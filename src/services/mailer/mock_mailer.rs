use std::sync::atomic::{AtomicUsize, Ordering};
use std::sync::Mutex;

use async_trait::async_trait;

use crate::utils::token::Token;

use super::{EmailMessage, MailError, Mailer, ProviderAck};

/// Records outgoing account emails instead of sending them.
#[derive(Debug, Default)]
pub struct MockMailer {
    pub sent_confirmations: Mutex<Vec<(String, String, String)>>,
    pub sent_resets: Mutex<Vec<(String, String)>>,
    pub sent_messages: Mutex<Vec<EmailMessage>>,
    pub fail_send: bool,
    /// Every send call, failed ones included.
    pub attempts: AtomicUsize,
}

impl MockMailer {
    pub fn failing() -> Self {
        Self {
            fail_send: true,
            ..Default::default()
        }
    }

    pub fn attempt_count(&self) -> usize {
        self.attempts.load(Ordering::SeqCst)
    }

    pub fn last_confirmation_token(&self) -> Option<String> {
        self.sent_confirmations
            .lock()
            .unwrap()
            .last()
            .map(|(_, token, _)| token.clone())
    }

    pub fn last_reset_token(&self) -> Option<String> {
        self.sent_resets
            .lock()
            .unwrap()
            .last()
            .map(|(_, token)| token.clone())
    }
}

#[async_trait]
impl Mailer for MockMailer {
    async fn send_email(&self, message: EmailMessage) -> Result<ProviderAck, MailError> {
        self.attempts.fetch_add(1, Ordering::SeqCst);
        if self.fail_send {
            return Err(MailError::Other("mock failure".into()));
        }
        self.sent_messages.lock().unwrap().push(message);
        Ok(ProviderAck::default())
    }

    async fn send_registration_confirmation(
        &self,
        to: &str,
        token: &Token,
        apelido: &str,
    ) -> Result<ProviderAck, MailError> {
        self.attempts.fetch_add(1, Ordering::SeqCst);
        if self.fail_send {
            return Err(MailError::Other("mock failure".into()));
        }
        self.sent_confirmations.lock().unwrap().push((
            to.to_string(),
            token.as_str().to_string(),
            apelido.to_string(),
        ));
        Ok(ProviderAck::default())
    }

    async fn send_password_reset(
        &self,
        to: &str,
        token: &Token,
    ) -> Result<ProviderAck, MailError> {
        self.attempts.fetch_add(1, Ordering::SeqCst);
        if self.fail_send {
            return Err(MailError::Other("mock failure".into()));
        }
        self.sent_resets
            .lock()
            .unwrap()
            .push((to.to_string(), token.as_str().to_string()));
        Ok(ProviderAck::default())
    }
}
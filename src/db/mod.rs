#[cfg(test)]
pub mod mock_db;
pub mod postgres_token_repository;
pub mod postgres_user_repository;
pub mod schema;
pub mod token_repository;
pub mod user_repository;
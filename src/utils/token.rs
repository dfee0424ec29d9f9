use std::fmt;

use rand_core::{OsRng, RngCore};
use sha2::{Digest, Sha256};
use thiserror::Error;

/// Number of random bytes behind every account token.
pub const TOKEN_BYTES: usize = 32;

#[derive(Debug, Error)]
pub enum TokenError {
    #[error("secure random source unavailable: {0}")]
    Unavailable(#[from] rand_core::Error),
}

/// Opaque single-use credential sent by email.
///
/// Whoever presents a matching token is treated as owning the mailbox it was
/// sent to, so the raw value is never printed through `Debug` and only its
/// digest is persisted.
#[derive(Clone, PartialEq, Eq, Hash)]
pub struct Token(String);

impl Token {
    pub fn as_str(&self) -> &str {
        &self.0
    }

    /// SHA-256 hex digest stored in place of the raw token.
    pub fn digest(&self) -> String {
        digest_token(&self.0)
    }
}

impl fmt::Debug for Token {
    fn fmt(&self, f: &mut fmt::Formatter<'_>) -> fmt::Result {
        f.write_str("Token(**redacted**)")
    }
}

impl From<String> for Token {
    fn from(raw: String) -> Self {
        Token(raw)
    }
}

/// Draws `TOKEN_BYTES` bytes from the operating system CSPRNG and hex encodes
/// them (64 lowercase characters).
pub fn generate_token() -> Result<Token, TokenError> {
    let mut bytes = [0u8; TOKEN_BYTES];
    OsRng.try_fill_bytes(&mut bytes)?;
    Ok(Token(hex::encode(bytes)))
}

pub fn digest_token(raw: &str) -> String {
    hex::encode(Sha256::digest(raw.as_bytes()))
}
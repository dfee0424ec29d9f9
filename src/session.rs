use axum::{
    extract::{Request, State},
    middleware::Next,
    response::{IntoResponse, Redirect, Response},
};
use axum_extra::extract::cookie::{Cookie, CookieJar, SameSite};
use dashmap::DashMap;
use time::{Duration, OffsetDateTime};
use tracing::debug;
use uuid::Uuid;

use crate::state::AppState;

pub const SESSION_COOKIE: &str = "radar_session";

/// Where authenticated users land when they open a guest-only page.
pub const HOME_PAGE: &str = "/home.html";

#[derive(Clone, Debug)]
pub struct SessionData {
    pub user_id: Uuid,
    pub apelido: String,
    pub created_at: OffsetDateTime,
    pub expires_at: OffsetDateTime,
}

/// Process-local session store. Sessions do not survive a restart.
#[derive(Debug)]
pub struct SessionStore {
    sessions: DashMap<Uuid, SessionData>,
    ttl: Duration,
}

impl SessionStore {
    pub fn new(ttl: Duration) -> Self {
        Self {
            sessions: DashMap::new(),
            ttl,
        }
    }

    pub fn ttl(&self) -> Duration {
        self.ttl
    }

    pub fn create(&self, user_id: Uuid, apelido: &str) -> Uuid {
        let now = OffsetDateTime::now_utc();
        let session_id = Uuid::new_v4();
        self.sessions.insert(
            session_id,
            SessionData {
                user_id,
                apelido: apelido.to_string(),
                created_at: now,
                expires_at: now + self.ttl,
            },
        );
        session_id
    }

    pub fn get(&self, session_id: Uuid) -> Option<SessionData> {
        self.get_at(session_id, OffsetDateTime::now_utc())
    }

    fn get_at(&self, session_id: Uuid, now: OffsetDateTime) -> Option<SessionData> {
        if let Some(cached) = self.sessions.get(&session_id) {
            if cached.expires_at > now {
                return Some(cached.clone());
            }
        }

        self.sessions.remove_if(&session_id, |_, s| s.expires_at <= now);
        None
    }

    pub fn remove(&self, session_id: Uuid) {
        self.sessions.remove(&session_id);
    }

    /// Drops expired sessions and returns how many were removed. Logins may
    /// insert concurrently, so the count is taken per entry.
    pub fn purge_expired(&self, now: OffsetDateTime) -> usize {
        let mut removed = 0;
        self.sessions.retain(|_, s| {
            let keep = s.expires_at > now;
            if !keep {
                removed += 1;
            }
            keep
        });
        removed
    }

    pub fn len(&self) -> usize {
        self.sessions.len()
    }

    pub fn is_empty(&self) -> bool {
        self.sessions.is_empty()
    }

    /// Resolves the session referenced by the request cookie, if it is live.
    pub fn from_jar(&self, jar: &CookieJar) -> Option<SessionData> {
        let raw = jar.get(SESSION_COOKIE)?;
        let session_id = Uuid::parse_str(raw.value()).ok()?;
        self.get(session_id)
    }
}

/// Cookie policy: always HttpOnly; cross-site capable only in production,
/// where the app sits behind HTTPS.
pub fn session_cookie(session_id: Uuid, production: bool, ttl: Duration) -> Cookie<'static> {
    Cookie::build((SESSION_COOKIE, session_id.to_string()))
        .http_only(true)
        .secure(production)
        .same_site(if production {
            SameSite::None
        } else {
            SameSite::Lax
        })
        .path("/")
        .max_age(ttl)
        .build()
}

pub fn removal_cookie() -> Cookie<'static> {
    Cookie::build(SESSION_COOKIE).path("/").build()
}

/// Keeps signed-in users away from guest pages (landing, login, sign-up).
pub async fn redirect_authenticated(
    State(state): State<AppState>,
    jar: CookieJar,
    req: Request,
    next: Next,
) -> Response {
    if let Some(session) = state.sessions.from_jar(&jar) {
        debug!(user_id = %session.user_id, path = %req.uri().path(), "redirecting authenticated user");
        return Redirect::to(HOME_PAGE).into_response();
    }
    next.run(req).await
}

----

### Work instruction
Please give the number of lines in the listing that include "AtomicUsize", with nothing else.

### Task result
2